No estoy segura de si hablamos de las circunstancias en las que me encontraba. Es curioso cómo las palabras pueden olvidarse, pero la forma en que alguien te hace sentir siempre será la forma en que los recuerdes. Tal vez un ángel te susurró lo suficientemente fuerte como para que supieras que tenías que intervenir. Tal vez tu instinto de madre se puso en marcha cuando te diste cuenta de que ambos bebés que lloraban… eran míos. Tal vez viste que estaba luchando y decidiste que alguien tenía que dar un paso al frente. Tal vez simplemente te pusiste en mi lugar y hiciste lo que esperarías que alguien hiciera por ti. O tal vez eres simplemente una persona muy amable que ayuda donde ve que es necesario.
Mi mayor arrepentimiento es no haber tomado una foto tuya sosteniendo a mi bebé. A veces parece que en el mundo de hoy, si algo no se documenta con una cámara, nunca sucedió. Ni siquiera recuerdo tu nombre ni de dónde eres. Sinceramente, ni siquiera recuerdo cómo te ves. Pero desearía tanto haberlo hecho.
Salvaste mi cordura y probablemente la de todos los demás en ese vuelo.
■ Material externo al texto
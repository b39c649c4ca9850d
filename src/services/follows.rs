//! Follow graph between users (`follows` table).

use serde::{Deserialize, Serialize};
use time::OffsetDateTime;

use super::require_auth;
use crate::backend::{BackendError, Query, Rest};

const TABLE: &str = "follows";

/// Row of the `follows` table: `follower_id` follows `following_id`.
#[derive(Debug, Clone, PartialEq, Eq, Serialize, Deserialize)]
pub struct Follow {
    pub follower_id: String,
    pub following_id: String,
    #[serde(with = "time::serde::rfc3339")]
    pub created_at: OffsetDateTime,
}

#[derive(Serialize)]
struct NewFollow<'a> {
    follower_id: &'a str,
    following_id: &'a str,
}

/// # Errors
///
/// Returns an error if the caller is not signed in, tries to follow
/// themselves, or the insert fails.
pub async fn follow_user(rest: &Rest<'_>, follower_id: &str, following_id: &str) -> Result<Follow, BackendError> {
    require_auth(rest)?;
    if follower_id == following_id {
        return Err(BackendError::InvalidInput("cannot follow yourself".into()));
    }
    let follow: Follow = rest.insert(TABLE, &NewFollow { follower_id, following_id }).await?;
    tracing::info!(%follower_id, %following_id, "followed user");
    Ok(follow)
}

/// # Errors
///
/// Returns an error if the caller is not signed in or the delete fails.
pub async fn unfollow_user(rest: &Rest<'_>, follower_id: &str, following_id: &str) -> Result<(), BackendError> {
    require_auth(rest)?;
    rest.delete(
        TABLE,
        &Query::new()
            .eq("follower_id", follower_id)
            .eq("following_id", following_id),
    )
    .await?;
    tracing::info!(%follower_id, %following_id, "unfollowed user");
    Ok(())
}

/// Who follows `user_id`, newest first.
///
/// # Errors
///
/// Returns an error if the request fails.
pub async fn list_followers(rest: &Rest<'_>, user_id: &str) -> Result<Vec<Follow>, BackendError> {
    rest.select(
        TABLE,
        &Query::new()
            .select("*")
            .eq("following_id", user_id)
            .order("created_at", false),
    )
    .await
}

/// Whom `user_id` follows, newest first.
///
/// # Errors
///
/// Returns an error if the request fails.
pub async fn list_following(rest: &Rest<'_>, user_id: &str) -> Result<Vec<Follow>, BackendError> {
    rest.select(
        TABLE,
        &Query::new()
            .select("*")
            .eq("follower_id", user_id)
            .order("created_at", false),
    )
    .await
}

/// # Errors
///
/// Returns an error if the request fails.
pub async fn is_following(rest: &Rest<'_>, follower_id: &str, following_id: &str) -> Result<bool, BackendError> {
    let rows: Vec<Follow> = rest
        .select(
            TABLE,
            &Query::new()
                .select("*")
                .eq("follower_id", follower_id)
                .eq("following_id", following_id)
                .limit(1),
        )
        .await?;
    Ok(!rows.is_empty())
}

#[cfg(test)]
#[path = "follows_test.rs"]
mod tests;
Para todos los demás, era fácil sentarse y hacer suposiciones sobre mi capacidad como madre. En cambio, viste a una madre necesitada y te lanzaste sin titubear.
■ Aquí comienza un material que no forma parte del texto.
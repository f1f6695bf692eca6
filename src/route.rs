//! Next-day backlog ("initial route") from projected flow and carried-over tickets.

use chrono::Duration;
use serde::Serialize;

use crate::filter::{apply, Selection};
use crate::types::{DailyProjection, RecordSet};

#[derive(Debug, Clone, Copy, PartialEq, Eq, Serialize)]
pub struct RouteSummary {
    /// Projected incoming for the range end plus leftovers from the prior day.
    pub load: i64,
    /// Projected completed plus cancelled for the range end.
    pub throughput: i64,
    /// `load - throughput`; positive means the backlog grows.
    pub balance: i64,
    pub leftover_prior_day: u64,
}

pub fn route_balance(
    proj_incoming_last: u64,
    proj_completed_last: u64,
    proj_cancelled_last: u64,
    leftover_count_prior_day: u64,
) -> i64 {
    (proj_incoming_last as i64 + leftover_count_prior_day as i64)
        - (proj_completed_last as i64 + proj_cancelled_last as i64)
}

/// Leftovers created on the day before the selection starts.
///
/// Region and category filters apply; the selection's date interval does not.
pub fn leftover_count_prior_day(leftover: &RecordSet, selection: &Selection) -> u64 {
    let Some(prior) = selection.start().checked_sub_signed(Duration::days(1)) else {
        return 0;
    };
    apply(leftover, selection, true)
        .iter()
        .filter(|e| e.date() == prior)
        .count() as u64
}

pub fn route_summary(
    incoming: &DailyProjection,
    completed: &DailyProjection,
    cancelled: &DailyProjection,
    leftover: &RecordSet,
    selection: &Selection,
) -> RouteSummary {
    let leftover_prior_day = leftover_count_prior_day(leftover, selection);
    let load = incoming.last() as i64 + leftover_prior_day as i64;
    let throughput = completed.last() as i64 + cancelled.last() as i64;
    RouteSummary {
        load,
        throughput,
        balance: route_balance(
            incoming.last(),
            completed.last(),
            cancelled.last(),
            leftover_prior_day,
        ),
        leftover_prior_day,
    }
}

#[cfg(test)]
mod tests {
    use super::*;
    use crate::types::{RecordKind, TicketEvent};
    use chrono::NaiveDate;

    fn ymd(y: i32, m: u32, d: u32) -> NaiveDate {
        NaiveDate::from_ymd_opt(y, m, d).unwrap()
    }

    fn leftover(entries: &[(NaiveDate, &str)]) -> RecordSet {
        RecordSet::new(
            RecordKind::Leftover,
            entries
                .iter()
                .map(|(d, region)| {
                    TicketEvent::new(d.and_hms_opt(17, 30, 0).unwrap(), region, "Reparo de Fibra")
                })
                .collect(),
        )
    }

    #[test]
    fn balance_arithmetic() {
        assert_eq!(route_balance(50, 40, 5, 10), 15);
        assert_eq!(route_balance(0, 12, 3, 1), -14);
        assert_eq!(route_balance(0, 0, 0, 0), 0);
    }

    #[test]
    fn prior_day_leftovers_ignore_the_date_interval() {
        let set = leftover(&[
            (ymd(2026, 3, 1), "Campinas"),
            (ymd(2026, 3, 1), "Campinas"),
            (ymd(2026, 3, 1), "Sumaré"),
            (ymd(2026, 2, 28), "Campinas"),
            (ymd(2026, 3, 2), "Campinas"),
        ]);
        let sel = Selection::new(
            vec!["CAMPINAS".to_string()],
            vec![],
            ymd(2026, 3, 2),
            ymd(2026, 3, 5),
        )
        .unwrap();
        assert_eq!(leftover_count_prior_day(&set, &sel), 2);
    }

    #[test]
    fn no_prior_day_before_the_calendar_floor() {
        let set = leftover(&[(NaiveDate::MIN, "Campinas")]);
        let sel = Selection::all(NaiveDate::MIN, NaiveDate::MIN).unwrap();
        assert_eq!(leftover_count_prior_day(&set, &sel), 0);
    }

    #[test]
    fn summary_uses_the_last_projected_day() {
        let start = ymd(2026, 3, 2);
        let end = ymd(2026, 3, 3);
        let incoming = DailyProjection::new(start, end, vec![70, 50]);
        let completed = DailyProjection::new(start, end, vec![10, 40]);
        let cancelled = DailyProjection::new(start, end, vec![1, 5]);
        let set = leftover(&[(ymd(2026, 3, 1), "Campinas"); 10]);
        let sel = Selection::all(start, end).unwrap();

        let summary = route_summary(&incoming, &completed, &cancelled, &set, &sel);
        assert_eq!(summary.leftover_prior_day, 10);
        assert_eq!(summary.load, 60);
        assert_eq!(summary.throughput, 45);
        assert_eq!(summary.balance, 15);
    }

    #[test]
    fn empty_inputs_contribute_nothing() {
        let start = ymd(2026, 3, 2);
        let empty = DailyProjection::new(start, start, vec![]);
        let sel = Selection::all(start, start).unwrap();
        let summary = route_summary(
            &empty,
            &empty,
            &empty,
            &RecordSet::empty(RecordKind::Leftover),
            &sel,
        );
        assert_eq!(summary.balance, 0);
    }
}
use crate::filter::{apply, Selection};
use crate::projection::reference_window;
use crate::reconcile::{reconcile_kind, KindReconciliation};
use crate::route::{route_summary, RouteSummary};
use crate::types::{
    AgingBucketRow, BreakdownRow, CityActionRow, DailyProjection, Dataset, HourlyRow,
    KindSummaryRow, ProjectionRow, RecordKind, RecordSet, TechnicianRow, TicketEvent,
    NOT_INFORMED,
};
use crate::util::{average, format_int, format_number, percent, round_count};
use chrono::{NaiveDate, NaiveDateTime, Timelike};
use log::debug;
use serde::Serialize;
use std::cmp::Ordering;
use std::collections::{BTreeMap, HashMap};

/// Tickets older than this many days are out of SLA.
pub const SLA_OVERDUE_DAYS: i64 = 2;

const OLDEST_TICKETS: usize = 10;

/// Cities listed in the action plan.
pub const ACTION_PLAN_CITIES: usize = 10;

#[derive(Debug, Clone, Copy, PartialEq, Eq, PartialOrd, Ord, Serialize)]
pub enum SlaBucket {
    Fresh,
    Attention,
    Critical,
    Overdue,
}

impl SlaBucket {
    pub const ALL: [SlaBucket; 4] = [
        SlaBucket::Fresh,
        SlaBucket::Attention,
        SlaBucket::Critical,
        SlaBucket::Overdue,
    ];

    pub fn classify(age_days: i64) -> Self {
        match age_days {
            d if d <= 1 => SlaBucket::Fresh,
            2 => SlaBucket::Attention,
            3 => SlaBucket::Critical,
            _ => SlaBucket::Overdue,
        }
    }

    pub fn label(&self) -> &'static str {
        match self {
            SlaBucket::Fresh => "0-24h",
            SlaBucket::Attention => "24-48h",
            SlaBucket::Critical => "48-72h",
            SlaBucket::Overdue => "+72h",
        }
    }
}

#[derive(Debug, Clone, PartialEq, Serialize)]
pub struct AgedTicket {
    pub protocol: String,
    pub city: String,
    pub category: String,
    pub age_days: i64,
    pub pending_reason: String,
}

#[derive(Debug, Clone, PartialEq, Serialize)]
pub struct AgingSummary {
    pub tickets: usize,
    pub avg_age_days: f64,
    pub overdue: usize,
    pub overdue_pct: f64,
    pub buckets: Vec<(SlaBucket, usize)>,
    /// Mean age per city, oldest first.
    pub by_city: Vec<(String, f64)>,
    pub oldest: Vec<AgedTicket>,
}

impl AgingSummary {
    pub fn bucket_rows(&self) -> Vec<AgingBucketRow> {
        self.buckets
            .iter()
            .map(|(bucket, n)| AgingBucketRow {
                bucket: bucket.label().to_string(),
                tickets: *n,
            })
            .collect()
    }
}

fn or_sentinel(value: &Option<String>) -> String {
    value.clone().unwrap_or_else(|| NOT_INFORMED.to_string())
}

fn age_days(event: &TicketEvent, now: NaiveDateTime) -> i64 {
    (now - event.occurred_at).num_days()
}

/// Queue health of pending tickets at `now`.
pub fn aging_summary(pending: &RecordSet, now: NaiveDateTime) -> AgingSummary {
    let ages: Vec<(i64, &TicketEvent)> = pending.iter().map(|e| (age_days(e, now), e)).collect();

    let mut counts: BTreeMap<SlaBucket, usize> =
        SlaBucket::ALL.iter().map(|b| (*b, 0)).collect();
    let mut city_ages: HashMap<String, Vec<f64>> = HashMap::new();
    for (age, e) in &ages {
        *counts.entry(SlaBucket::classify(*age)).or_insert(0) += 1;
        city_ages
            .entry(or_sentinel(&e.city))
            .or_default()
            .push(*age as f64);
    }

    let all_ages: Vec<f64> = ages.iter().map(|(a, _)| *a as f64).collect();
    let overdue = ages.iter().filter(|(a, _)| *a > SLA_OVERDUE_DAYS).count();

    let mut by_city: Vec<(String, f64)> = city_ages
        .into_iter()
        .map(|(city, v)| (city, average(&v)))
        .collect();
    by_city.sort_by(|a, b| {
        b.1.partial_cmp(&a.1)
            .unwrap_or(Ordering::Equal)
            .then_with(|| a.0.cmp(&b.0))
    });

    let mut sorted = ages.clone();
    sorted.sort_by(|a, b| b.0.cmp(&a.0));
    let oldest = sorted
        .into_iter()
        .take(OLDEST_TICKETS)
        .map(|(age, e)| AgedTicket {
            protocol: or_sentinel(&e.protocol),
            city: or_sentinel(&e.city),
            category: e.category.clone(),
            age_days: age,
            pending_reason: or_sentinel(&e.reason),
        })
        .collect();

    AgingSummary {
        tickets: ages.len(),
        avg_age_days: average(&all_ages),
        overdue,
        overdue_pct: percent(overdue as f64, ages.len() as f64),
        buckets: counts.into_iter().collect(),
        by_city,
        oldest,
    }
}

#[derive(Debug, Clone, Copy, PartialEq, Eq, Serialize)]
pub enum CapacityStatus {
    Overloaded,
    Balanced,
    Idle,
}

impl CapacityStatus {
    pub fn from_occupancy(pct: f64) -> Self {
        if pct > 90.0 {
            CapacityStatus::Overloaded
        } else if pct < 60.0 {
            CapacityStatus::Idle
        } else {
            CapacityStatus::Balanced
        }
    }
}

#[derive(Debug, Clone, Serialize)]
pub struct EfficiencySummary {
    pub technicians: usize,
    pub occupancy_pct: f64,
    pub success_rate_pct: f64,
    pub status: CapacityStatus,
    pub rows: Vec<TechnicianRow>,
}

/// Completed versus still-pending work per technician.
pub fn technician_efficiency(
    completed: &RecordSet,
    pending: &RecordSet,
    daily_target: u32,
) -> EfficiencySummary {
    #[derive(Default)]
    struct Acc {
        completed: usize,
        pending: usize,
    }
    let mut map: HashMap<String, Acc> = HashMap::new();
    for e in completed.iter() {
        map.entry(or_sentinel(&e.technician)).or_default().completed += 1;
    }
    for e in pending.iter() {
        map.entry(or_sentinel(&e.technician)).or_default().pending += 1;
    }

    let mut tmp: Vec<(f64, String, Acc)> = map
        .into_iter()
        .map(|(name, acc)| {
            let eff = percent(acc.completed as f64, (acc.completed + acc.pending) as f64);
            (eff, name, acc)
        })
        .collect();
    tmp.sort_by(|a, b| {
        b.0.partial_cmp(&a.0)
            .unwrap_or(Ordering::Equal)
            .then_with(|| a.1.cmp(&b.1))
    });

    let technicians = tmp.len();
    let done: usize = tmp.iter().map(|(_, _, a)| a.completed).sum();
    let visits: usize = tmp.iter().map(|(_, _, a)| a.completed + a.pending).sum();
    let capacity = technicians as f64 * daily_target as f64;
    let occupancy_pct = percent(visits as f64, capacity);

    let rows = tmp
        .into_iter()
        .map(|(eff, technician, acc)| TechnicianRow {
            technician,
            completed: acc.completed,
            pending: acc.pending,
            total: acc.completed + acc.pending,
            efficiency_pct: format_number(eff, 1),
        })
        .collect();

    EfficiencySummary {
        technicians,
        occupancy_pct,
        success_rate_pct: percent(done as f64, visits as f64),
        status: CapacityStatus::from_occupancy(occupancy_pct),
        rows,
    }
}

/// Volume per hour of day, all 24 hours present.
pub fn hourly_volume(records: &RecordSet) -> [usize; 24] {
    let mut hours = [0usize; 24];
    for e in records.iter() {
        hours[e.occurred_at.hour() as usize] += 1;
    }
    hours
}

pub fn hourly_rows(records: &RecordSet) -> Vec<HourlyRow> {
    let hours = hourly_volume(records);
    let peak = hours.iter().copied().max().unwrap_or(0);
    hours
        .iter()
        .enumerate()
        .map(|(h, v)| HourlyRow {
            hour: format!("{:02}h", h),
            volume: *v,
            peak: if *v == peak && peak > 0 {
                "Peak".to_string()
            } else {
                String::new()
            },
        })
        .collect()
}

#[derive(Debug, Clone, Copy, PartialEq, Eq)]
pub enum Attribute {
    Region,
    City,
    Category,
    Olt,
    Reason,
    Sector,
    Technician,
}

impl Attribute {
    fn value_of(&self, e: &TicketEvent) -> String {
        match self {
            Attribute::Region => e.region.clone(),
            Attribute::City => or_sentinel(&e.city),
            Attribute::Category => e.category.clone(),
            Attribute::Olt => or_sentinel(&e.olt),
            Attribute::Reason => or_sentinel(&e.reason),
            Attribute::Sector => or_sentinel(&e.sector),
            Attribute::Technician => or_sentinel(&e.technician),
        }
    }
}

/// Ticket count and share per attribute value, largest first.
pub fn breakdown(records: &RecordSet, attribute: Attribute) -> Vec<BreakdownRow> {
    let mut map: HashMap<String, usize> = HashMap::new();
    for e in records.iter() {
        *map.entry(attribute.value_of(e)).or_insert(0) += 1;
    }
    let total = records.len() as f64;
    let mut tmp: Vec<(String, usize)> = map.into_iter().collect();
    tmp.sort_by(|a, b| b.1.cmp(&a.1).then_with(|| a.0.cmp(&b.0)));
    tmp.into_iter()
        .map(|(value, count)| BreakdownRow {
            value,
            count,
            share_pct: format_number(percent(count as f64, total), 1),
        })
        .collect()
}

/// Cities furthest below their share of the projection, worst first.
///
/// Each city present in `realized` gets the part of `projection.total` that
/// matches its share of the reference window `history` learned from. The
/// share is its window count over the window's distinct dates, stretched to
/// the range length and scaled by `projection.total / (daily mean * days)`.
/// Cities missing from the window project zero.
pub fn city_action_plan(
    history: &RecordSet,
    realized: &RecordSet,
    projection: &DailyProjection,
) -> Vec<CityActionRow> {
    let (start, end) = (projection.start, projection.end);
    let (window, counts) = reference_window(history, start, end);

    let base_days = counts.len().max(1) as f64;
    let daily_mean = average(&counts.values().map(|c| *c as f64).collect::<Vec<_>>());
    let days = projection.values.len() as f64;
    let linear = daily_mean * days;
    let weight = if linear > 0.0 {
        projection.total as f64 / linear
    } else {
        1.0
    };

    let mut window_by_city: HashMap<String, usize> = HashMap::new();
    for e in history.iter().filter(|e| window.contains(e.date(), start, end)) {
        *window_by_city.entry(or_sentinel(&e.city)).or_insert(0) += 1;
    }
    let mut realized_by_city: HashMap<String, usize> = HashMap::new();
    for e in realized.iter().filter(|e| e.date() >= start && e.date() <= end) {
        *realized_by_city.entry(or_sentinel(&e.city)).or_insert(0) += 1;
    }

    let mut rows: Vec<CityActionRow> = realized_by_city
        .into_iter()
        .map(|(city, done)| {
            let in_window = window_by_city.get(&city).copied().unwrap_or(0) as f64;
            let projected = round_count(in_window / base_days * days * weight);
            CityActionRow {
                city,
                realized: done as u64,
                projected,
                gap: done as i64 - projected as i64,
                adherence_pct: format_number(percent(done as f64, projected as f64), 1),
            }
        })
        .collect();
    rows.sort_by(|a, b| a.gap.cmp(&b.gap).then_with(|| a.city.cmp(&b.city)));
    rows.truncate(ACTION_PLAN_CITIES);
    debug!(
        "{} action plan {}..{}: weight {:.3} over {:?} window",
        realized.kind, start, end, weight, window
    );
    rows
}

/// Everything the overview page shows for one selection.
#[derive(Debug, Clone, Serialize)]
pub struct Overview {
    pub start: NaiveDate,
    pub end: NaiveDate,
    pub incoming: KindReconciliation,
    pub completed: KindReconciliation,
    pub cancelled: KindReconciliation,
    pub route: RouteSummary,
    pub avg_leftover_age_days: f64,
}

impl Overview {
    pub fn kinds(&self) -> [&KindReconciliation; 3] {
        [&self.incoming, &self.completed, &self.cancelled]
    }
}

pub fn build_overview(data: &Dataset, selection: &Selection, now: NaiveDateTime) -> Overview {
    let incoming = reconcile_kind(&data.incoming, selection);
    let completed = reconcile_kind(&data.completed, selection);
    let cancelled = reconcile_kind(&data.cancelled, selection);
    let route = route_summary(
        &incoming.projection,
        &completed.projection,
        &cancelled.projection,
        &data.leftover,
        selection,
    );
    let pending = apply(&data.leftover, selection, true);
    let aging = aging_summary(&pending, now);
    debug!(
        "Overview {}..{}: route balance {} (load {}, throughput {})",
        selection.start(),
        selection.end(),
        route.balance,
        route.load,
        route.throughput
    );
    Overview {
        start: selection.start(),
        end: selection.end(),
        incoming,
        completed,
        cancelled,
        route,
        avg_leftover_age_days: aging.avg_age_days,
    }
}

pub fn kind_summary_rows(overview: &Overview) -> Vec<KindSummaryRow> {
    overview
        .kinds()
        .iter()
        .map(|k| KindSummaryRow {
            kind: k.kind.to_string(),
            realized: format_int(k.realized_total),
            projected: format_int(k.projected_total),
            adherence_pct: format_number(k.adherence_pct, 1),
            gap: format_number(k.gap as f64, 0),
        })
        .collect()
}

pub fn projection_rows(overview: &Overview) -> Vec<ProjectionRow> {
    overview
        .kinds()
        .iter()
        .flat_map(|k| {
            k.daily.iter().map(move |p| ProjectionRow {
                date: p.date.format("%d/%m/%Y").to_string(),
                weekday: p.date.format("%a").to_string(),
                kind: k.kind.to_string(),
                projected: p.projected,
                realized: p.realized,
            })
        })
        .collect()
}

/// Filtered sets used by the detail reports for one selection.
pub fn detail_sets(data: &Dataset, selection: &Selection) -> HashMap<RecordKind, RecordSet> {
    RecordKind::ALL
        .iter()
        .map(|kind| {
            let ignore_date = *kind == RecordKind::Leftover;
            (*kind, apply(data.get(*kind), selection, ignore_date))
        })
        .collect()
}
Volar con niños es una de las cosas más aterradoras en mi opinión, y es agradable saber que algunas personas entienden que la presión de ser perfecta no siempre es alcanzable. A veces deseo realmente que las personas se esfuercen más por ayudar o al menos ofrecer una sonrisa genuina a una madre que está luchando. No podía caminar con un letrero que dijera: ‘Volando sola con gemelos para despedirme de mi padre moribundo, mientras dejo atrás a mis otras dos hijas’. Si pudiera volver atrás y hacerlo de nuevo, tal vez me haría ese letrero. El duelo no es algo que puedas ver a simple vista, pero tal vez si pudieran ver las palabras, las personas habrían sido más comprensivas o empáticas.

Gracias. Gracias por tratarme con dignidad y amor cuando desesperadamente lo necesitaba. Espero que esta carta llegue a ti y espero que nos recuerdes por nuestra foto de ese vuelo. Espero que sepas que salvaste a una madre de un grave colapso mental a 35,000 pies de altura en el aire.